In her opening statement, Crisp told the jury that Tracy's conduct while being held in the Rockwall County jail was so destructive that local officials requested he be transferred to a Texas prison as quickly as possible following his 1998 trial there. Three days after Tracy was convicted of assaulting Kuhn and Britt and of burglarizing Lemmons' home, he was picked up by Texas Department of Criminal Justice officers. Inmates typically spend up to 45 days in a county jail after being sentenced to prison.

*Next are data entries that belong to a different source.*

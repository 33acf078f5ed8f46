//! Configuration module for Neurotrade.
//!
//! Loads structured configuration from environment variables, organized by
//! concern: Model, Backtest and Market Data.

mod backtest_env_config;
mod market_data_config;
mod model_env_config;

pub use backtest_env_config::BacktestEnvConfig;
pub use market_data_config::MarketDataEnvConfig;
pub use model_env_config::ModelEnvConfig;

use anyhow::{Context, Result};
use std::str::FromStr;

/// Parses `key` when present and non-empty, otherwise returns `default`.
pub(crate) fn parse_or<T>(
    lookup: &impl Fn(&str) -> Option<String>,
    key: &str,
    default: T,
) -> Result<T>
where
    T: FromStr,
    T::Err: std::error::Error + Send + Sync + 'static,
{
    match lookup(key) {
        Some(raw) if !raw.trim().is_empty() => raw
            .trim()
            .parse::<T>()
            .with_context(|| format!("Invalid {key}: {raw}")),
        _ => Ok(default),
    }
}

/// Main application configuration.
#[derive(Debug, Clone)]
pub struct Config {
    pub model: ModelEnvConfig,
    pub backtest: BacktestEnvConfig,
    pub market_data: MarketDataEnvConfig,
}

impl Config {
    /// Load configuration from environment variables.
    pub fn from_env() -> Result<Self> {
        Ok(Self {
            model: ModelEnvConfig::from_env().context("Failed to load model config")?,
            backtest: BacktestEnvConfig::from_env().context("Failed to load backtest config")?,
            market_data: MarketDataEnvConfig::from_env()
                .context("Failed to load market data config")?,
        })
    }

    /// Same as [`Config::from_env`] with an injectable variable source.
    pub fn from_lookup(lookup: &impl Fn(&str) -> Option<String>) -> Result<Self> {
        Ok(Self {
            model: ModelEnvConfig::from_lookup(lookup).context("Failed to load model config")?,
            backtest: BacktestEnvConfig::from_lookup(lookup)
                .context("Failed to load backtest config")?,
            market_data: MarketDataEnvConfig::from_lookup(lookup)
                .context("Failed to load market data config")?,
        })
    }
}
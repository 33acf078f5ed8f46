//! Market data provider settings.

use super::parse_or;
use crate::infrastructure::twelve_data::DEFAULT_BASE_URL;
use anyhow::Result;

#[derive(Debug, Clone, PartialEq)]
pub struct MarketDataEnvConfig {
    pub twelve_data_base_url: String,
    /// Comma separated in `TWELVE_DATA_API_KEYS`
    pub twelve_data_api_keys: Vec<String>,
    pub output_size: usize,
    pub http_timeout_secs: u64,
    pub max_retries: u32,
}

impl MarketDataEnvConfig {
    pub fn from_env() -> Result<Self> {
        Self::from_lookup(&|key| std::env::var(key).ok())
    }

    pub fn from_lookup(lookup: &impl Fn(&str) -> Option<String>) -> Result<Self> {
        let twelve_data_api_keys = lookup("TWELVE_DATA_API_KEYS")
            .map(|raw| {
                raw.split(',')
                    .map(str::trim)
                    .filter(|k| !k.is_empty())
                    .map(String::from)
                    .collect()
            })
            .unwrap_or_default();

        Ok(Self {
            twelve_data_base_url: lookup("TWELVE_DATA_BASE_URL")
                .unwrap_or_else(|| DEFAULT_BASE_URL.to_string()),
            twelve_data_api_keys,
            output_size: parse_or(lookup, "TWELVE_DATA_OUTPUT_SIZE", 100)?,
            http_timeout_secs: parse_or(lookup, "HTTP_TIMEOUT_SECS", 30)?,
            max_retries: parse_or(lookup, "HTTP_MAX_RETRIES", 3)?,
        })
    }
}

#[cfg(test)]
mod tests {
    use super::*;

    #[test]
    fn test_defaults() {
        let config = MarketDataEnvConfig::from_lookup(&|_| None).unwrap();
        assert_eq!(config.twelve_data_base_url, DEFAULT_BASE_URL);
        assert!(config.twelve_data_api_keys.is_empty());
        assert_eq!(config.output_size, 100);
    }

    #[test]
    fn test_key_list_is_split_and_trimmed() {
        let config = MarketDataEnvConfig::from_lookup(&|key| {
            (key == "TWELVE_DATA_API_KEYS").then(|| "abc, def,,".to_string())
        })
        .unwrap();
        assert_eq!(config.twelve_data_api_keys, vec!["abc", "def"]);
    }
}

TDCJ Classification Committee member Kelly Enloe testified that since Tracy's incarceration on the Rockwall charges, he has spent most of his time in administrative segregation. Including a short stint Tracy did for retaliation in 1995, Tracy has only spent three years in general population, Enloe said. Enloe described at length the process by which inmates are classified statewide and at the unit level. Inmate classifications automatically change with time, Enloe said. Depending on their offense, inmates with good behavior find themselves classified as less of a security risk and can enjoy more movement, more contact with other people and more commissary options, Enloe said.

Enloe said inmates in administrative segregation undergo classification reviews frequently and that there is no guarantee Tracy will be kept in administrative segregation, where inmates live in one-man cells and are restrained while outside their cells, if he is sentenced to life without parole. Tracy was in general population when he stabbed an officer seven times with a homemade weapon in 2005.

The first witness to testify Wednesday was TDCJ Office of Inspector General Regional Supervisor Anthony Allison. An audio recording of Allison interviewing Tracy at the Coffield Unit about a week after Davison's murder was played for the jury. Allison said Tracy made it clear to him that he was in control and would choose which of Allison's questions to answer.

"I call him Illinois. I don't know his real name," Tracy said of Davison, who was not a Texas native.

Tracy repeatedly claimed he did not intend to kill Davison and said, "I was more mad than I expected to be and hit him more than I planned on."

In the recorded interview, Tracy said his rage increased because Davison "busted him in the head," but the video of the beating shown during the first phase of Tracy's trail showed that Davison never struck Tracy in the head and was quickly rendered unconscious.

Davison's skull was shattered by Tracy's repeated blows with the officer's metal tray slot bar the morning of July 15, 2015, at the Barry Telford Unit in New Boston. Tracy told Allison he "doesn't like authority" and that he is "an angry man with a lot of time."

"There's always a chance. I can hurt someone any time I want to," Tracy said in the interview.

Under cross examination by Texarkana lawyer Jeff Harrelson, Allison agreed that Tracy claimed to have a reason for assaulting Davison and that Tracy said he didn't mean to kill. Allison said he believes Tracy is one of the "more intelligent" inmates he's interviewed and said he saw no evidence that Tracy suffers from mental disease or a diminished intellect.

Before the jury entered the courtroom Wednesday morning, Tracy's lead defense attorney, Mac Cobb of Mount Pleasant, Texas, expressed concern to 102nd District Judge Bobby Lockhart that one of the jurors had winked at Crisp during proceedings last week. Lockhart and Crisp said they had not seen any misconduct by the juror and Lockhart agreed to take Cobb's concerns under advisement.

Cobb asked that each juror be provided with a copy of Tracy's manual, "How to thrive and survive in prison," so that each has an equal opportunity to read it. Lockhart agreed to consider the request.

Cobb also told Lockhart that Tracy wanted to make a statement.

Tracy complained that Cobb and Harrelson haven't subpoenaed witnesses he feels might help his case and accused Crisp of prosecutorial misconduct. At the end of the day, after the jury had been excused for the evening, Lockhart addressed Tracy's morning statement and mentioned that he previously ruled against hybrid representation, meaning Tracy cannot file motions on his own behalf while being represented by licensed lawyers.

Testimony is expected to resume this morning at the Bowie County Courthouse.